[Solved] Reproducibility: Where is the randomness coming in?

Ha… at least this is a function rather than the list of code in the docs. How about FASTAI library having a callable function or setting somewhere to do this. I think its a must have when experimenting.

As an addendum, you also need to watch out for seeds used in generating your test and training split. Mine was non-reproducible even after the above due to my use of the pandas sample function to create my validation set:

df.sample(frac=0.3)

You can fix this using the seed there too:

df.sample(frac=0.3),random_state=42)

Now I finally have reproducible results. Yay!

2 Likes

Hi @Pomo, I saw your very helpful answer and implemented it but I’m still not getting reproducible results. I’m not sure if I’m setting num_workers in the right place but I’m loading the datasets already split so this can’t be causing the problems like @blissweb mentioned. Here is how I’m creating the databunch, setting the seeds and running the learner:

 def random_seed(seed_value):
    import random 
    random.seed(seed_value) # Python
    import numpy as np
    np.random.seed(seed_value) # cpu vars
    import torch
    torch.manual_seed(seed_value) # cpu  vars
    
    if torch.cuda.is_available(): 
        torch.cuda.manual_seed(seed_value)
        torch.cuda.manual_seed_all(seed_value) # gpu vars
        torch.backends.cudnn.deterministic = True  #needed
        torch.backends.cudnn.benchmark = False

random_seed(0)

dep_var = 'NumberOfSales'
df = train_df[cat_vars + cont_vars + [dep_var]].copy()

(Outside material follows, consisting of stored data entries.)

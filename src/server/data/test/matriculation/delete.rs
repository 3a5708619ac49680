use super::*;

/// Tests deleting an entry by id.
///
/// Expected: Ok(1) and the entry is gone
#[tokio::test]
async fn deletes_entry() -> Result<(), DbErr> {
    let test = TestBuilder::new()
        .with_table(entity::prelude::Matriculation)
        .build()
        .await
        .unwrap();
    let db = test.db.as_ref().unwrap();

    let entry = MatriculationFactory::new(db).build().await?;

    let repo = MatriculationRepository::new(db);
    let deleted = repo.delete(entry.id).await?;

    assert_eq!(deleted, 1);
    assert!(repo.find_by_id(entry.id).await?.is_none());

    Ok(())
}

/// Tests deleting an absent entry.
///
/// Expected: Ok(0)
#[tokio::test]
async fn returns_zero_for_unknown_id() -> Result<(), DbErr> {
    let test = TestBuilder::new()
        .with_table(entity::prelude::Matriculation)
        .build()
        .await
        .unwrap();
    let db = test.db.as_ref().unwrap();

    let repo = MatriculationRepository::new(db);

    assert_eq!(repo.delete(424242).await?, 0);

    Ok(())
}
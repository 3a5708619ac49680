use crate::server::{
    error::{auth::AuthError, AppError},
    middleware::{
        auth::{AuthGuard, Permission},
        session::AuthSession,
    },
};
use sea_orm::DbErr;
use test_utils::{
    builder::TestBuilder,
    factory::{student::StudentFactory, user::UserFactory},
};

mod require;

path="c:/Benchmarking/testBench.csv"
data = (TabularList.from_df(df, cat_names=cat_vars, cont_names=cont_vars, procs=procs,)
                .split_by_idx(valid_idx)
                .label_from_df(cols=dep_var, label_cls=FloatList, log=False)
                .add_test(TabularList.from_df(test_df, path=path, cat_names=cat_vars, cont_names=cont_vars))
                .databunch(num_workers=0))

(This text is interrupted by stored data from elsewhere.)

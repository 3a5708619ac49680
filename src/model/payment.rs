use chrono::NaiveDate;
use rust_decimal::Decimal;
use serde::{Deserialize, Serialize};

#[derive(Debug, Clone, Copy, PartialEq, Eq, Serialize, Deserialize)]
pub enum PaymentStatus {
    #[serde(rename = "PAYE")]
    Paid,
    #[serde(rename = "IMPAYE")]
    Unpaid,
    #[serde(rename = "PARTIEL")]
    Partial,
}

impl PaymentStatus {
    pub fn as_code(&self) -> &'static str {
        match self {
            Self::Paid => "PAYE",
            Self::Unpaid => "IMPAYE",
            Self::Partial => "PARTIEL",
        }
    }

    pub fn from_code(code: &str) -> Option<Self> {
        match code {
            "PAYE" => Some(Self::Paid),
            "IMPAYE" => Some(Self::Unpaid),
            "PARTIEL" => Some(Self::Partial),
            _ => None,
        }
    }
}

#[derive(Debug, Clone, Copy, PartialEq, Eq, Serialize, Deserialize)]
pub enum PaymentType {
    #[serde(rename = "MOIS")]
    Monthly,
    #[serde(rename = "ANNEE")]
    Annual,
}

impl PaymentType {
    pub fn as_code(&self) -> &'static str {
        match self {
            Self::Monthly => "MOIS",
            Self::Annual => "ANNEE",
        }
    }

    pub fn from_code(code: &str) -> Option<Self> {
        match code {
            "MOIS" => Some(Self::Monthly),
            "ANNEE" => Some(Self::Annual),
            _ => None,
        }
    }
}

#[derive(Serialize, Deserialize, Clone)]
pub struct PaymentDto {
    pub id: i32,
    pub reservation_id: i32,
    pub amount: Decimal,
    pub payment_type: PaymentType,
    pub payment_date: NaiveDate,
    pub status: PaymentStatus,
    /// Advisory date of the next instalment, derived from the payment type.
    pub next_payment_date: NaiveDate,
}

#[derive(Serialize, Deserialize, Clone)]
pub struct CreatePaymentDto {
    pub reservation_id: i32,
    pub amount: Decimal,
    pub payment_type: PaymentType,
    /// Ignored on creation: the stored date is forced to the reservation's
    /// move-in date.
    pub payment_date: Option<NaiveDate>,
    /// Ignored on creation: the stored status is forced to `Paid`.
    pub status: Option<PaymentStatus>,
}
use rust_decimal::Decimal;

use crate::server::error::{config::ConfigError, AppError};

const DEFAULT_BIND_ADDR: &str = "127.0.0.1:8080";

// Placeholder business constant: the entry fee is configuration, not derived
// from room prices.
const DEFAULT_ENTRY_FEE_MINIMUM: &str = "100000";

pub struct Config {
    pub database_url: String,
    pub bind_addr: String,

    /// Minimum accepted payment amount (the entry fee threshold).
    pub entry_fee_minimum: Decimal,
}

impl Config {
    pub fn from_env() -> Result<Self, AppError> {
        let database_url = std::env::var("DATABASE_URL")
            .map_err(|_| ConfigError::MissingEnvVar("DATABASE_URL".to_string()))?;

        let bind_addr =
            std::env::var("BIND_ADDR").unwrap_or_else(|_| DEFAULT_BIND_ADDR.to_string());

        let entry_fee_raw = std::env::var("ENTRY_FEE_MINIMUM")
            .unwrap_or_else(|_| DEFAULT_ENTRY_FEE_MINIMUM.to_string());
        let entry_fee_minimum =
            entry_fee_raw
                .parse::<Decimal>()
                .map_err(|_| ConfigError::InvalidEnvVar {
                    name: "ENTRY_FEE_MINIMUM".to_string(),
                    value: entry_fee_raw,
                })?;

        Ok(Self {
            database_url,
            bind_addr,
            entry_fee_minimum,
        })
    }
}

    #x=best.x   I'm using scikit opt to find the best parameters but then can't reproduce the results.
    x=[500, 500, 100, 0.0005, 0.4, 8]
    print(x)
    learn3 = tabular_learner(data, layers=[x[0],x[1],x[2]], ps=[0.09,0.5,0.5], emb_drop=0.04, 
                        y_range=y_range, metrics=mae)
    learn3.fit_one_cycle(1, x[3], wd=x[4], div_factor=x[5])
3 Likes

Hi Rodrigo,

More work has since been done on this question by myself and others. It looks like random seeds need to be set before creating the DataBunch and before the first fit() and maybe before creating the Learner. Please see this thread:

https://forums.fast.ai/t/lesson1-reproducible-results-setting-seed-not-working/37921
Also,
https://forums.fast.ai/t/help-debug-reproducable-results-solved/48839/2?u=pomo

But I am now quite out of touch with the current “SOTA” in fastai reproducibility. (I was using it to isolate the effects of hyperparameters.) It would be a service if you could combine these posts, do your own experiments, and summarize your conclusions here. I would certainly appreciate it!

1 Like

Ok, finally got it to work. So just detailing the instructions a bit more:

  1. You have to run random_seed(0), before the first fit;
  2. You have to run it before creating the databunch;
  3. And you have to call it every time for each different time you call fit.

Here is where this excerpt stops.